Nell’aprile del 1885 Don Bosco si trovava di passaggio a Marsiglia. Era circa la mezzanotte. Don Francesco Cerruti, che lo accompagnava, stava per andare a letto quando lo colpì un grido. Sulle prime credette che venisse da un prete malaticcio, ospite della casa. Ma lo udi più forte, a modo di urlo, poco dopo più forte ancora. Senza dubbio partiva dalla camera di Don Bosco, attigua alla sua. Si veste, va alla camera di Don Bosco, entra e lo vede seduto sul letto e sveglio.
— Don Bosco, sta male?
— No — risponde —, torna a dormire tranquillo.
Al mattino, appena alzato, va da lui e lo trova seduto sul sofà in uno stato di grandissima prostrazione.
— Don Bosco, è ben lei che ha gridato stanotte?
— Sì, sono io — gli risponde ancora tutto contraffatto nel volto.
— Ma che cosa è avvenuto?
— Ho veduto — disse tutto serio Don Bosco — il demonio entrare in questa casa. Era in una camerata e passava dall’uno all’altro letto dicendo di quando in quando: «Questo è mio!» Io protestavo. A un tratto si precipita addosso a uno di quei giovani per portarlo via. Io mi posi a gridare ed egli si avventò contro di me come per strangolarmi.
Ciò detto, Don Bosco, commosso e piangente, continuò:
— Caro Don Cerruti, aiutami! Sono venuto in Francia a cercare denari per i nostri giovani e per la Chiesa del Sacro Cuore, ma qui ora vi è un bisogno assai più grave: bisogna salvare questi poveri giovani. Lascerà tutto e penserà a loro. Facciamo un buon Esercizio della Buona Morte.
Quella sera il direttore della casa annunziò ai giovani l’Esercizio della Buona Morte, aggiungendo che anche Don Bosco avrebbe confessato. Confessò difatti nella sua camera, seduto sul sofà, perché l’estenuazione delle forze non gli permetteva di reggersi sulla sedia.

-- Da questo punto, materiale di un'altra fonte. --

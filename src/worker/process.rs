//! OS-process transport of the distribution protocol.
//!
//! Messages travel as JSON lines: notifications on the worker's stdout,
//! task assignments on its stdin. Unparseable lines (stray prints from the
//! host pipeline) are logged and ignored.

use std::{future::Future, process::Stdio};

use async_trait::async_trait;
use serde::Serialize;
use tokio::{
    io::{AsyncBufReadExt as _, AsyncWrite, AsyncWriteExt as _, BufReader, Lines},
    process::{Child, ChildStdin, ChildStdout, Command},
};

use super::{Notification, Task, Worker, WorkerError};

/// A worker running as a child process.
///
/// The child is killed when the handle drops, so breaking out of the
/// master loop tears the whole pool down.
#[derive(Debug)]
pub struct ProcessWorker {
    child: Child,
    stdin: ChildStdin,
    stdout: Lines<BufReader<ChildStdout>>,
}

impl ProcessWorker {
    /// Spawns `command` as a worker with piped stdio.
    ///
    /// The command is expected to call [`serve()`] once started.
    pub fn spawn(command: &mut Command) -> Result<Self, WorkerError> {
        let mut child = command
            .stdin(Stdio::piped())
            .stdout(Stdio::piped())
            .kill_on_drop(true)
            .spawn()
            .map_err(|source| WorkerError::Spawn { source })?;

        // Both pipes exist: we just requested them.
        let stdin = child.stdin.take().ok_or_else(|| WorkerError::Spawn {
            source: std::io::Error::new(std::io::ErrorKind::BrokenPipe, "worker stdin missing"),
        })?;
        let stdout = child.stdout.take().ok_or_else(|| WorkerError::Spawn {
            source: std::io::Error::new(std::io::ErrorKind::BrokenPipe, "worker stdout missing"),
        })?;

        Ok(Self { child, stdin, stdout: BufReader::new(stdout).lines() })
    }

    /// Process ID of the underlying child, if it is still running.
    #[must_use]
    pub fn id(&self) -> Option<u32> {
        self.child.id()
    }
}

#[async_trait(?Send)]
impl Worker for ProcessWorker {
    async fn assign(&mut self, task: Task) -> Result<(), WorkerError> {
        send_line(&mut self.stdin, &task).await
    }

    async fn next(&mut self) -> Option<Notification> {
        loop {
            let line = self.stdout.next_line().await.ok()??;
            if line.trim().is_empty() {
                continue;
            }
            match serde_json::from_str(&line) {
                Ok(notification) => return Some(notification),
                Err(e) => tracing::warn!("ignoring unparseable worker output {line:?}: {e}"),
            }
        }
    }
}

/// Worker role of the protocol, run over this process's stdio.
///
/// Announces readiness, then runs `run_file` for every task received until
/// the master hangs up, announcing completion after each. Per-file
/// failures are the pipeline's business; they never break the serve loop.
pub async fn serve<F, Fut>(mut run_file: F) -> Result<(), WorkerError>
where
    F: FnMut(std::path::PathBuf) -> Fut,
    Fut: Future<Output = ()>,
{
    let mut stdout = tokio::io::stdout();
    send_line(&mut stdout, &Notification::Ready).await?;

    let mut lines = BufReader::new(tokio::io::stdin()).lines();
    while let Some(line) = lines.next_line().await.map_err(|source| WorkerError::Io { source })? {
        if line.trim().is_empty() {
            continue;
        }
        let task: Task = match serde_json::from_str(&line) {
            Ok(task) => task,
            Err(e) => {
                tracing::warn!("ignoring unparseable task {line:?}: {e}");
                continue;
            }
        };

        run_file(task.file).await;
        send_line(&mut stdout, &Notification::Done).await?;
    }

    Ok(())
}

async fn send_line<W, M>(sink: &mut W, message: &M) -> Result<(), WorkerError>
where
    W: AsyncWrite + Unpin,
    M: Serialize,
{
    let mut line =
        serde_json::to_vec(message).map_err(|source| WorkerError::Encode { source })?;
    line.push(b'\n');
    sink.write_all(&line).await.map_err(|source| WorkerError::Io { source })?;
    sink.flush().await.map_err(|source| WorkerError::Io { source })
}
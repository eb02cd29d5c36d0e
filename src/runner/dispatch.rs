//! Sequential action dispatch.

use crate::{
    action::Step,
    context::{Branch, RunContext},
    error::EngineError,
    handler::{HandlerContext, Registry, RunOptions},
};

/// Executes `steps` strictly in order against `session`, folding each
/// handler result into the `branch` target of the trace.
///
/// Actions never run concurrently, so handler side effects are observed by
/// the page in script order. A handler failure is recorded as the context's
/// error and short-circuits the remaining steps; an action type missing
/// from `registry` is fatal and propagates instead.
pub async fn dispatch<S>(
    iteration: usize,
    session: &S,
    registry: &Registry<S>,
    steps: &[Step],
    context: RunContext,
    branch: Branch,
    options: &RunOptions,
) -> Result<RunContext, EngineError> {
    let mut context = context.with_current_iteration(iteration);

    for step in steps {
        let action = &step.action;
        let handler = registry
            .find(action.kind())
            .ok_or(EngineError::UnknownActionType(action.kind()))?;

        let result =
            handler(session, action, HandlerContext { context: &context, options }).await;
        match result {
            Ok(outcome) => context = context.fold(branch, outcome),
            Err(cause) => return Ok(context.with_error(cause)),
        }
    }

    Ok(context)
}
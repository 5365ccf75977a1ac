//! In-memory backend double for handler and form tests.

use super::{
    Backend, BackendError, CookieJar, CookieMode, Credentials, OtpType, ProfileRow,
    ProfileUpsert, SessionClient, Upload, UserAttributes,
};
use crate::forms::{FormKey, InFlight};
use crate::session::{self, tests::session_for, AuthUser, Session};
use async_trait::async_trait;
use axum::http::{header::COOKIE, HeaderMap, HeaderValue};
use std::sync::{Arc, Mutex};
use uuid::Uuid;

/// Cookie name for a backend at `https://test.supabase.co`.
pub(crate) const STORAGE_KEY: &str = "sb-test-auth-token";

/// Request headers carrying `session` in its (possibly chunked) cookie.
#[allow(clippy::unwrap_used)]
pub(crate) fn cookie_headers(session: &Session) -> HeaderMap {
    let value = session::encode(session).unwrap();
    let cookie = session::chunk(STORAGE_KEY, &value)
        .into_iter()
        .map(|(name, value)| format!("{name}={value}"))
        .collect::<Vec<_>>()
        .join("; ");
    let mut headers = HeaderMap::new();
    headers.insert(COOKIE, HeaderValue::from_str(&cookie).unwrap());
    headers
}

/// A mutable session client over `backend`, signed in as `session` when given.
pub(crate) fn session_client(backend: Arc<MockBackend>, session: Option<&Session>) -> SessionClient {
    let headers = session.map(cookie_headers).unwrap_or_default();
    SessionClient::new(
        backend,
        CookieJar::from_headers(&headers, CookieMode::Mutable),
        STORAGE_KEY.to_string(),
        false,
    )
}

#[derive(Clone, Debug, PartialEq, Eq)]
pub(crate) enum Call {
    SignUp(String),
    SignIn(String),
    SignOut,
    RequestPasswordReset { email: String, redirect_to: String },
    VerifyOtp(String, OtpType),
    RefreshSession,
    GetUser,
    UpdateUser(UserAttributes),
    ReadProfile(Uuid),
    UpsertProfile(ProfileUpsert),
    UploadFile { bucket: String, path: String },
}

/// Canned responses per operation plus a log of every call made.
pub(crate) struct MockBackend {
    pub(crate) sign_up: Result<(), BackendError>,
    pub(crate) sign_in: Result<Session, BackendError>,
    pub(crate) sign_out: Result<(), BackendError>,
    pub(crate) password_reset: Result<(), BackendError>,
    pub(crate) verify_otp: Result<Session, BackendError>,
    pub(crate) refresh: Result<Session, BackendError>,
    pub(crate) get_user: Result<AuthUser, BackendError>,
    pub(crate) update_user: Result<AuthUser, BackendError>,
    pub(crate) read_profile: Result<ProfileRow, BackendError>,
    pub(crate) upsert_profile: Result<(), BackendError>,
    pub(crate) upload_file: Result<String, BackendError>,
    pub(crate) calls: Mutex<Vec<Call>>,
    /// When set, every call records whether the watched form was in flight.
    pub(crate) watch: Mutex<Option<(InFlight, FormKey)>>,
    pub(crate) observed_in_flight: Mutex<Vec<bool>>,
}

impl Default for MockBackend {
    fn default() -> Self {
        let session = session_for("ada@example.com", true);
        Self {
            sign_up: Ok(()),
            sign_in: Ok(session.clone()),
            sign_out: Ok(()),
            password_reset: Ok(()),
            verify_otp: Ok(session.clone()),
            refresh: Ok(session.clone()),
            get_user: Ok(session.user.clone()),
            update_user: Ok(session.user),
            read_profile: Ok(ProfileRow::default()),
            upsert_profile: Ok(()),
            upload_file: Ok("https://abc.supabase.co/storage/v1/object/public/avatars/a.png"
                .to_string()),
            calls: Mutex::new(Vec::new()),
            watch: Mutex::new(None),
            observed_in_flight: Mutex::new(Vec::new()),
        }
    }
}

#[allow(clippy::unwrap_used)]
impl MockBackend {
    pub(crate) fn calls(&self) -> Vec<Call> {
        self.calls.lock().unwrap().clone()
    }

    pub(crate) fn watch_in_flight(&self, in_flight: InFlight, key: FormKey) {
        *self.watch.lock().unwrap() = Some((in_flight, key));
    }

    pub(crate) fn observed_in_flight(&self) -> Vec<bool> {
        self.observed_in_flight.lock().unwrap().clone()
    }

    fn record(&self, call: Call) {
        if let Some((in_flight, key)) = self.watch.lock().unwrap().as_ref() {
            self.observed_in_flight
                .lock()
                .unwrap()
                .push(in_flight.is_in_flight(key));
        }
        self.calls.lock().unwrap().push(call);
    }
}

#[async_trait]
impl Backend for MockBackend {
    async fn sign_up(&self, credentials: &Credentials) -> Result<(), BackendError> {
        self.record(Call::SignUp(credentials.email.clone()));
        self.sign_up.clone()
    }

    async fn sign_in(&self, credentials: &Credentials) -> Result<Session, BackendError> {
        self.record(Call::SignIn(credentials.email.clone()));
        self.sign_in.clone()
    }

    async fn sign_out(&self, _session: &Session) -> Result<(), BackendError> {
        self.record(Call::SignOut);
        self.sign_out.clone()
    }

    async fn request_password_reset(
        &self,
        email: &str,
        redirect_to: &str,
    ) -> Result<(), BackendError> {
        self.record(Call::RequestPasswordReset {
            email: email.to_string(),
            redirect_to: redirect_to.to_string(),
        });
        self.password_reset.clone()
    }

    async fn verify_otp(&self, token_hash: &str, kind: OtpType) -> Result<Session, BackendError> {
        self.record(Call::VerifyOtp(token_hash.to_string(), kind));
        self.verify_otp.clone()
    }

    async fn refresh_session(&self, _refresh_token: &str) -> Result<Session, BackendError> {
        self.record(Call::RefreshSession);
        self.refresh.clone()
    }

    async fn get_user(&self, _session: &Session) -> Result<AuthUser, BackendError> {
        self.record(Call::GetUser);
        self.get_user.clone()
    }

    async fn update_user(
        &self,
        _session: &Session,
        attributes: &UserAttributes,
    ) -> Result<AuthUser, BackendError> {
        self.record(Call::UpdateUser(attributes.clone()));
        self.update_user.clone()
    }

    async fn read_profile(&self, _session: &Session, id: Uuid) -> Result<ProfileRow, BackendError> {
        self.record(Call::ReadProfile(id));
        self.read_profile.clone()
    }

    async fn upsert_profile(
        &self,
        _session: &Session,
        row: &ProfileUpsert,
    ) -> Result<(), BackendError> {
        self.record(Call::UpsertProfile(row.clone()));
        self.upsert_profile.clone()
    }

    async fn upload_file(
        &self,
        _session: &Session,
        bucket: &str,
        path: &str,
        _upload: &Upload,
    ) -> Result<String, BackendError> {
        self.record(Call::UploadFile {
            bucket: bucket.to_string(),
            path: path.to_string(),
        });
        self.upload_file.clone()
    }
}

Tutto andò così bene che Don Bosco, dopo, disse scherzando: — Vedi, il demonio mi ha fatto perdere una notte, ma sì è ricevuto una buona bastonata.
Anche il direttore Don Paolo Albera, il futuro secondo successore di Don Bosco, informato da Don Cerruti del sogno, confermò dicendo: — Don Bosco ha purtroppo ragione. Vi sono parecchi giovani che mi fanno piangere per la loro condotta.

Più tardi Don Cerruti interrogò Don Bosco:
— I giovani che il demonio voleva portar via con sé sono di quelli che non vanno a confessarsi?
— No — rispose Don Bosco —, sono particolarmente quelli che si confessano male, che fanno sacrilegi nella confessione. Ricordati bene: quando predichi, soprattutto alla gioventù, insisti molto sulla necessità di fare buone confessioni, e in specie sulla necessità del dolore dei propri peccati.